Megatronus was one of the original Thirteen Primes created by Primus and the founder of the Decepticons in many storylines and the catalyst that led Megatron to claim power for himself instead of the greater good. Originally he was depicted as having betrayed his creator by siding with Primus' dark twin, Unicron. In the final battle between Primus and Unicron, Megatronus fell victim to the same fate as his master, sucked through a black hole into another dimension. However, while Unicron emerged in another universe, the Fallen was not so fortunate, finding himself trapped in the "underspace" between dimensions.
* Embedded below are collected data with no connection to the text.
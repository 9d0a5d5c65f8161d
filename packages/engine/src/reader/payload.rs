// packages/engine/src/reader/payload.rs
//! Random access to bytes already consumed by a reader
//!
//! The index keeps only stream offsets; call records read their enter and
//! exit bodies back through a [`PayloadStore`] when they are materialized.

use crate::utils::errors::{EngineError, Result};
use crate::wire::binary::ByteReader;
use crate::wire::chunk::{parse_record, RawRecord, RECORD_HEADER_LEN};
use bytes::Bytes;
use memmap2::{Mmap, MmapOptions};
use parking_lot::{Mutex, RwLock};
use std::fs::File;
use std::io::{Read, Seek, SeekFrom};
use std::path::Path;
use tracing::debug;

/// Byte-addressed view of a log
pub trait PayloadStore: Send + Sync {
    /// `len` bytes starting at absolute stream offset `offset`
    fn read_at(&self, offset: u64, len: usize) -> Result<Bytes>;
}

/// Read and parse the record whose tag byte is at `address`
pub fn load_record(store: &dyn PayloadStore, address: u64) -> Result<RawRecord> {
    let header = store.read_at(address, RECORD_HEADER_LEN)?;
    let mut reader = ByteReader::new(&header);
    reader.read_u8()?;
    let len = reader.read_u32()? as usize;
    let record = store.read_at(address, RECORD_HEADER_LEN + len)?;
    parse_record(&record, address)
}

fn unavailable(offset: u64, len: usize) -> EngineError {
    EngineError::StorageFailed(format!("Payload at offset {} ({} bytes) is not available", offset, len))
}

/// Keeps a copy of the whole stream, for sources that cannot be re-read
#[derive(Debug, Default)]
pub struct MemoryPayloadStore {
    bytes: RwLock<Vec<u8>>,
}

impl MemoryPayloadStore {
    pub fn new() -> Self {
        Self::default()
    }

    pub fn append(&self, data: &[u8]) {
        self.bytes.write().extend_from_slice(data);
    }

    pub fn len(&self) -> usize {
        self.bytes.read().len()
    }

    pub fn is_empty(&self) -> bool {
        self.len() == 0
    }
}

impl PayloadStore for MemoryPayloadStore {
    fn read_at(&self, offset: u64, len: usize) -> Result<Bytes> {
        let bytes = self.bytes.read();
        let start = usize::try_from(offset).map_err(|_| unavailable(offset, len))?;
        let end = start.checked_add(len).ok_or_else(|| unavailable(offset, len))?;
        bytes
            .get(start..end)
            .map(Bytes::copy_from_slice)
            .ok_or_else(|| unavailable(offset, len))
    }
}

/// Reads back from a log file that may still be growing
pub struct FilePayloadStore {
    file: Mutex<File>,
}

impl FilePayloadStore {
    pub fn open(path: &Path) -> Result<Self> {
        let file = File::open(path)
            .map_err(|e| EngineError::StorageFailed(format!("Failed to open {:?}: {}", path, e)))?;
        Ok(Self { file: Mutex::new(file) })
    }
}

impl PayloadStore for FilePayloadStore {
    fn read_at(&self, offset: u64, len: usize) -> Result<Bytes> {
        let mut file = self.file.lock();
        file.seek(SeekFrom::Start(offset))?;
        let mut buf = vec![0u8; len];
        file.read_exact(&mut buf).map_err(|e| {
            EngineError::StorageFailed(format!("Failed to read {} bytes at offset {}: {}", len, offset, e))
        })?;
        Ok(Bytes::from(buf))
    }
}

/// Memory-mapped view of a finished log file
pub struct MmapPayloadStore {
    mmap: Mmap,
}

impl MmapPayloadStore {
    /// Map the file as it is now; bytes appended later are not visible
    pub fn open(path: &Path) -> Result<Self> {
        let file = File::open(path)
            .map_err(|e| EngineError::StorageFailed(format!("Failed to open {:?}: {}", path, e)))?;
        // SAFETY: the log is append-only; mapped bytes are never rewritten
        let mmap = unsafe {
            MmapOptions::new()
                .map(&file)
                .map_err(|e| EngineError::StorageFailed(format!("Failed to create memory map: {}", e)))?
        };
        debug!("Mapped {:?} ({} bytes)", path, mmap.len());
        Ok(Self { mmap })
    }

    pub fn len(&self) -> usize {
        self.mmap.len()
    }

    pub fn is_empty(&self) -> bool {
        self.mmap.is_empty()
    }
}

impl PayloadStore for MmapPayloadStore {
    fn read_at(&self, offset: u64, len: usize) -> Result<Bytes> {
        let start = usize::try_from(offset).map_err(|_| unavailable(offset, len))?;
        let end = start.checked_add(len).ok_or_else(|| unavailable(offset, len))?;
        self.mmap
            .get(start..end)
            .map(Bytes::copy_from_slice)
            .ok_or_else(|| unavailable(offset, len))
    }
}

#[cfg(test)]
mod tests {
    use super::*;
    use crate::model::CallId;
    use crate::wire::chunk::write_exit;
    use std::io::Write;

    fn exit_record() -> Vec<u8> {
        let mut out = Vec::new();
        write_exit(&mut out, CallId(3), true, Some(99), &[]);
        out
    }

    #[test]
    fn test_memory_store_bounds() {
        let store = MemoryPayloadStore::new();
        store.append(b"abcdef");
        assert_eq!(&store.read_at(2, 3).unwrap()[..], b"cde");
        assert!(store.read_at(4, 3).is_err());
        assert!(store.read_at(u64::MAX, 1).is_err());
    }

    #[test]
    fn test_load_record_from_each_store() {
        let mut bytes = b"prefix".to_vec();
        bytes.extend(exit_record());

        let dir = tempfile::tempdir().unwrap();
        let path = dir.path().join("log.bin");
        std::fs::File::create(&path).unwrap().write_all(&bytes).unwrap();

        let memory = MemoryPayloadStore::new();
        memory.append(&bytes);
        let stores: Vec<Box<dyn PayloadStore>> = vec![
            Box::new(memory),
            Box::new(FilePayloadStore::open(&path).unwrap()),
            Box::new(MmapPayloadStore::open(&path).unwrap()),
        ];

        for store in &stores {
            match load_record(store.as_ref(), 6).unwrap() {
                RawRecord::Exit(exit) => {
                    assert_eq!(exit.call_id, CallId(3));
                    assert!(exit.thrown);
                    assert_eq!(exit.timestamp_nanos, Some(99));
                    assert_eq!(exit.address, 6);
                }
                other => panic!("expected exit, got {:?}", other),
            }
        }
    }

    #[test]
    fn test_file_store_sees_appended_bytes() {
        let dir = tempfile::tempdir().unwrap();
        let path = dir.path().join("log.bin");
        let mut file = std::fs::File::create(&path).unwrap();
        file.write_all(b"one").unwrap();

        let store = FilePayloadStore::open(&path).unwrap();
        assert!(store.read_at(3, 3).is_err());
        file.write_all(b"two").unwrap();
        assert_eq!(&store.read_at(3, 3).unwrap()[..], b"two");
    }
}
This origin has been altered or revised several times, even to the point that Primus and Unicron are removed entirely, even so, this is because he can jump through time and space, and hop dimensions, like the other Thirteen Primes.

Challenge of the GoBots
In the 1985 Challenge of the GoBots episode "Search for the Ancient Gobonauts", "the Evil One", is retroactively a version of Megatronus, according to "Ask Vector Prime". He nearly destroyed Gobotron with a device called the Dark Heart, only to wind up under the Nazca Lines on Earth. Centuries later, Cy-Kill goes on a quest to look for the ancient villain.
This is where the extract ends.